Desde inicios del segundo semestre Carol (14 años) se queja que sus compañeras se burlan de su pelo, de su mochila, de sus anteojos y de cómo actúa en el curso. No puede explicar muy bien las razones del porqué es objeto de estas burlas solo puede expresar su sentimiento prioritario : no quiere ir más al Colegio.
Ella dice que cada vez que entra a la clase sus compañeras se ríen de su mochila, que es antigua, que es de niña pequeña, que pesa toneladas, que no tiene un monito de peluche colgando, en fin….que su mochila no es igual a la de las demás. Explica también que se burlan de sus lentes, le dicen cuatro ojos, le ponen sobrenombres de monitos de la tele, que la llaman y la imitan riéndose y burlándose insoportablemente de ella durante la clase y en los recreos.
Carol llega llorando todos los días a casa, también le cuenta a sus padres que no tiene amigas, que se siente excluida y muy sola, que todo el curso está unido en contra de ella en estas permanentes burlas y que ya no sabe cómo enfrentar esta situación. Señala que se burlan de su pelo, que tiene mucho pelo, que es muy negro, que solo sabe hacerse un moño atado y que mejor no se lo suelte porque apestaría.
Carol está triste, expresa su tristeza y tiene temor cuando su padre decide ir a conversar acerca del problema con el profesor.
Interrogantes
-¿Cuándo intervenir en los problemas de relación entre nuestro hijo/a y sus compañeros en el curso conversando con el profesor?
-¿Cómo apoyar la seguridad y confianza de los hijos cuando todo en su medio social los hace dudar de si mismos?
-¿Cómo ayudarlos o enseñarles para que sean fuertes y enfrenten a sus compañeros en situaciones de dificultad?
-¿Cómo enfrentar la negativa de los hijos para asistir a clases cuando tienen estos problemas de rechazo de los demás?
-¿Cómo enriquecer su autoestima al sentir el rechazo de los otros?
Tips de reflexión y análisis
- los adolescentes suelen ser crueles y potenciarse en grupo estallidos de ofensas y matonaje frente a sus pares sin reflexión alguna por lo que las conversaciones referentes al bulling escolar, a la violencia y a los juicios descalificativos hacia los otros resulta una necesidad imperiosa que la familia debe asumir y potenciar en diálogos abiertos y conversaciones explícitas y participativas resaltando valores como el respeto a la diversidad, la aceptación y el autocontrol.
- los jovenes pueden darse cuenta del dolor que se siente cuando se es excluido y empatizar con los más debiles asumiendo liderazgos justos y amorosos venciendo temores e inhibiciones y rescatando los valores personales y familiares potenciados en la formación desde el hogar sin trasgredirlos y rescatando la convivencia sana y armoniosa como prioridad en sus cursos, esto puede ser motivado por las conversaciones entre los jovenes, por los debates del Consejo de Curso y por la familia en particular.

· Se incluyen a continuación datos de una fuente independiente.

#[cfg(test)]
mod tests {
    use super::*;
    use chess_engine::Move;
    use parking_lot::Mutex;
    use sqlx::sqlite::SqlitePoolOptions;
    use sqlx::Row;
    use std::sync::atomic::{AtomicU32, Ordering};

    fn finished_game() -> Game {
        let white = Identity::new("alice");
        let black = Identity::new("bob");
        let mut game =
            Game::new(MatchId::from("fools"), white.clone(), black.clone()).expect("game");
        for (who, from, to) in [
            (&white, "f2", "f3"),
            (&black, "e7", "e5"),
            (&white, "g2", "g4"),
            (&black, "d8", "h4"),
        ] {
            game.play(who, &Move::from_notation(from, to).expect("squares"))
                .expect("legal");
        }
        game
    }

    async fn test_db() -> Pool<Sqlite> {
        let db = SqlitePoolOptions::new()
            .max_connections(1)
            .connect(":memory:")
            .await
            .expect("Failed to create test database");
        init_schema(&db).await.expect("schema");
        db
    }

    async fn add_user(db: &Pool<Sqlite>, name: &str) {
        sqlx::query(
            "INSERT INTO users (id, username, password_hash, created_at) VALUES ($1, $2, 'x', $3)",
        )
        .bind(name)
        .bind(name)
        .bind(Utc::now())
        .execute(db)
        .await
        .expect("insert user");
    }

    #[test]
    fn test_record_from_checkmate() {
        let record = MatchRecord::from_game(&finished_game(), Utc::now()).expect("finished");
        assert_eq!(
            record.outcome,
            Outcome::Win {
                winner: Identity::new("bob"),
                loser: Identity::new("alice"),
                reason: WinReason::Checkmate
            }
        );
        assert_eq!(record.result_tag(), "black");
        assert_eq!(record.reason_tag(), "checkmate");
        assert_eq!(record.moves, 4);
    }

    #[test]
    fn test_no_record_for_running_game() {
        let game = Game::new(MatchId::from("m"), Identity::new("a"), Identity::new("b"))
            .expect("game");
        assert!(MatchRecord::from_game(&game, Utc::now()).is_none());
    }

    #[tokio::test]
    async fn test_sqlite_store_updates_counters_once() {
        let db = test_db().await;
        add_user(&db, "alice").await;
        add_user(&db, "bob").await;
        let store = SqliteResultStore::new(db.clone());
        let record = MatchRecord::from_game(&finished_game(), Utc::now()).expect("finished");

        assert!(store.record(&record).await.expect("first write"));
        assert!(!store.record(&record).await.expect("duplicate write"));

        let bob = sqlx::query("SELECT wins, losses FROM users WHERE username = 'bob'")
            .fetch_one(&db)
            .await
            .expect("bob");
        assert_eq!(bob.get::<i64, _>("wins"), 1);
        assert_eq!(bob.get::<i64, _>("losses"), 0);

        let h2h = sqlx::query("SELECT user_a, a_wins, b_wins FROM head_to_head")
            .fetch_one(&db)
            .await
            .expect("head to head");
        assert_eq!(h2h.get::<String, _>("user_a"), "alice");
        assert_eq!(h2h.get::<i64, _>("a_wins"), 0);
        assert_eq!(h2h.get::<i64, _>("b_wins"), 1);
    }

    #[tokio::test]
    async fn test_sqlite_store_counts_draws_for_both_players() {
        let db = test_db().await;
        add_user(&db, "alice").await;
        add_user(&db, "bob").await;
        let store = SqliteResultStore::new(db.clone());

        let draw = |id: &str| MatchRecord {
            match_id: MatchId::from(id),
            white: Identity::new("bob"),
            black: Identity::new("alice"),
            outcome: Outcome::Draw {
                reason: DrawReason::Stalemate,
            },
            started_at: Utc::now(),
            ended_at: Utc::now(),
            moves: 19,
        };
        assert!(store.record(&draw("d1")).await.expect("first draw"));
        assert!(store.record(&draw("d2")).await.expect("second draw"));
        assert!(!store.record(&draw("d1")).await.expect("duplicate"));

        for name in ["alice", "bob"] {
            let row = sqlx::query("SELECT wins, losses, draws FROM users WHERE username = $1")
                .bind(name)
                .fetch_one(&db)
                .await
                .expect("user");
            assert_eq!(row.get::<i64, _>("draws"), 2, "{name}");
            assert_eq!(row.get::<i64, _>("wins"), 0);
            assert_eq!(row.get::<i64, _>("losses"), 0);
        }

        let h2h = sqlx::query("SELECT user_a, user_b, a_wins, b_wins, draws FROM head_to_head")
            .fetch_all(&db)
            .await
            .expect("head to head");
        assert_eq!(h2h.len(), 1);
        assert_eq!(h2h[0].get::<String, _>("user_a"), "alice");
        assert_eq!(h2h[0].get::<String, _>("user_b"), "bob");
        assert_eq!(h2h[0].get::<i64, _>("draws"), 2);
        assert_eq!(h2h[0].get::<i64, _>("a_wins"), 0);
        assert_eq!(h2h[0].get::<i64, _>("b_wins"), 0);

        let reason: String = sqlx::query("SELECT result, reason FROM games WHERE match_id = 'd1'")
            .fetch_one(&db)
            .await
            .expect("game row")
            .get("reason");
        assert_eq!(reason, "stalemate");
    }

    struct Flaky {
        failures_left: AtomicU32,
        stored: Mutex<Vec<MatchId>>,
    }

    #[async_trait]
    impl ResultSink for Flaky {
        async fn record(&self, record: &MatchRecord) -> Result<bool, sqlx::Error> {
            if self.failures_left.load(Ordering::SeqCst) > 0 {
                self.failures_left.fetch_sub(1, Ordering::SeqCst);
                return Err(sqlx::Error::PoolTimedOut);
            }
            self.stored.lock().push(record.match_id.clone());
            Ok(true)
        }
    }

    #[tokio::test]
    async fn test_writer_retries_then_stores() {
        let sink = Arc::new(Flaky {
            failures_left: AtomicU32::new(2),
            stored: Mutex::new(Vec::new()),
        });
        let (queue, handle) = ResultWriter::spawn(sink.clone(), 3);
        queue.submit(MatchRecord::from_game(&finished_game(), Utc::now()).expect("finished"));
        drop(queue);
        handle.await.expect("writer task");

        assert_eq!(*sink.stored.lock(), vec![MatchId::from("fools")]);
    }

    #[tokio::test]
    async fn test_writer_gives_up_after_attempts() {
        let sink = Arc::new(Flaky {
            failures_left: AtomicU32::new(5),
            stored: Mutex::new(Vec::new()),
        });
        let (queue, handle) = ResultWriter::spawn(sink.clone(), 2);
        queue.submit(MatchRecord::from_game(&finished_game(), Utc::now()).expect("finished"));
        drop(queue);
        handle.await.expect("writer task");

        assert!(sink.stored.lock().is_empty());
        assert_eq!(sink.failures_left.load(Ordering::SeqCst), 3);
    }
}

- durante la adolescencia la autoestima generalmente se ve afectada y disminuida por los juicios de los pares por lo que resulta conveniente en forma permanente conversar con los hijos acerca del autoanlálisis de fortalezas y debilidades que pueden señalar el camino con claridad en relación a la percepción de si mismo, la autobservación y las proyecciones que se puedan realizar frente a los pares en ambientes escolares, sociales o deportivos asumiendo la propia personalidad y confiando en si mismos participando en forma activo-positiva en los grupos.
- valores como la solidaridad, la empatia, la amistad, la sensibilidad y el respeto resultan ser significativos para esta etapa en la que muchas veces el grupo influye en forma considerable en los jovenes y la familia puede ocupar un rol prioritario educando en ellos desde el amor y la sana convivencia promoviendo encuentros familiares, actividades variadas y participando en el mundo escolar y propio del hijo/a adolescente.